Between January 2014 and May 2019, 526 patients underwent an RP for pathologically biopsy-proven prostate cancer after a pre-biopsy positive (PI-RADS ≥ 3) multiparametric (mp) MRI (“targeted biopsy” or TB cohort). During the same period, 819 patients underwent RP after a diagnosis based only on systematic biopsy (“standard biopsy” or SB cohort), because of pre-biopsy negative MRI or absence of imaging prior to biopsy. For these patients, MRI could have been performed after the diagnosis for staging purposes and did not influence the biopsy procedure.

In the TB cohort, the imaging protocol consisted of multiplanar T2-weighted images, diffusion-weighted imaging, dynamic contrast-enhanced MRI, and T1-weighted images with fat suppression according to the European Society of Urogenital Radiology guidelines [11]. Both institutions used a 1.5-T MR unit and a 16-channel coil. No endorectal coil was used. The maximal b value used for diffusion-weighted imaging was b 2000. The mpMRI images were scored and reported according to Prostate Imaging-Reporting and Data System v.2 (PI-RADS) [12]. MRI lesions with a PI-RADS ≥ 3 on mpMRI were submitted to targeted biopsy using real-time transrectal ultrasound (TRUS) guidance via a software registration system with elastic fusion (Koelis® system). A minimum of two targeted cores were taken for each suspicious lesion on mpMRI. All patients also underwent concomitant systematic biopsy at the time of the targeted biopsy, with at least ten random cores taken.

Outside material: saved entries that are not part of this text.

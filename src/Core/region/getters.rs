use super::*;
use std::sync::atomic::Ordering;

/// Getter methods for RegionMapping
///
/// These expose the mapping's state for debugging, monitoring and tests.
impl RegionMapping {
    /// Get a reference to the underlying shared memory backend
    pub fn shm(&self) -> &dyn SharedMemoryBackend {
        &*self.shm
    }

    /// Get the raw pointer to the mapped region
    pub fn region_ptr(&self) -> *const SharedRegion {
        self.region
    }

    /// True if this mapping created (and zeroed) the segment
    pub fn is_creator(&self) -> bool {
        self.shm.created()
    }

    /// Current head counter for `direction`
    pub fn head(&self, direction: Direction) -> i32 {
        // Safety: region is valid for the lifetime of self
        unsafe {
            match direction {
                Direction::AtoB => (*self.region).head_a_to_b.load(Ordering::Acquire),
                Direction::BtoA => (*self.region).head_b_to_a.load(Ordering::Acquire),
            }
        }
    }
}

For all patients from both cohorts, RP was performed by high-volume surgeons in one of the two study centres. Delay between biopsy and RP was < 6 months (median 3.2 months, from 0.8 to 5.7). All imaging and biopsy procedures have been performed in two institutions by radiology and urology seniors experienced in prostate cancer diagnosis. Biopsy and RP specimens were evaluated by senior dedicated uropathologists from the two institutions. PSA recurrence was defined by any PSA above 0.2 ng/ml. Biochemical follow-up was standardized with a PSA test at 6 weeks, 3 months and then every 6 months after surgery. No patient received any adjuvant treatment. Data from clinical evaluation, biopsy and RP specimens, and follow-up were recorded in a prospective database.

Analyses

The clinical, biological, and pathological findings were assessed in the overall population, and compared between the two cohorts (SB versus TB cohorts).

The primary endpoint was the prognostic performance of three-group EAU risk classification for predicting biochemical recurrence-free survival (RFS) in both cohorts. A multivariable Cox regression analysis was performed to develop a new risk classification which could outperform the EAU classification in the context of TB diagnostic pathway.

Statistics

The qualitative data were tested using a Chi-square test, or Fisher’s exact test as appropriate and the continuous data were tested using Student’s t test. The Mann–Whitney’s test was used in case of no normal distribution. Survival curves were assessed using Kaplan–Meier method and multivariable analyses were run using Cox regression models. ROCs were also built to assess AUC values. The limit of statistical significance was defined as p < 0.05. The SPSS 22.0 (Chicago, Illinois) software was used for analysis.

Results

Overall population characteristics

Main patient characteristics are listed in Table 1. We found significant variability in the number of patients within each cancer risk category due to TB when compared to SB (p < 0.001). Overall, 61% of low-risk PCa cases defined by SB alone were reclassified as intermediate-risk cases by adding MRI-TB. PCa cases classified as intermediate risk using only SB were reclassified as high risk in 7% of cases when adding MRI-TB.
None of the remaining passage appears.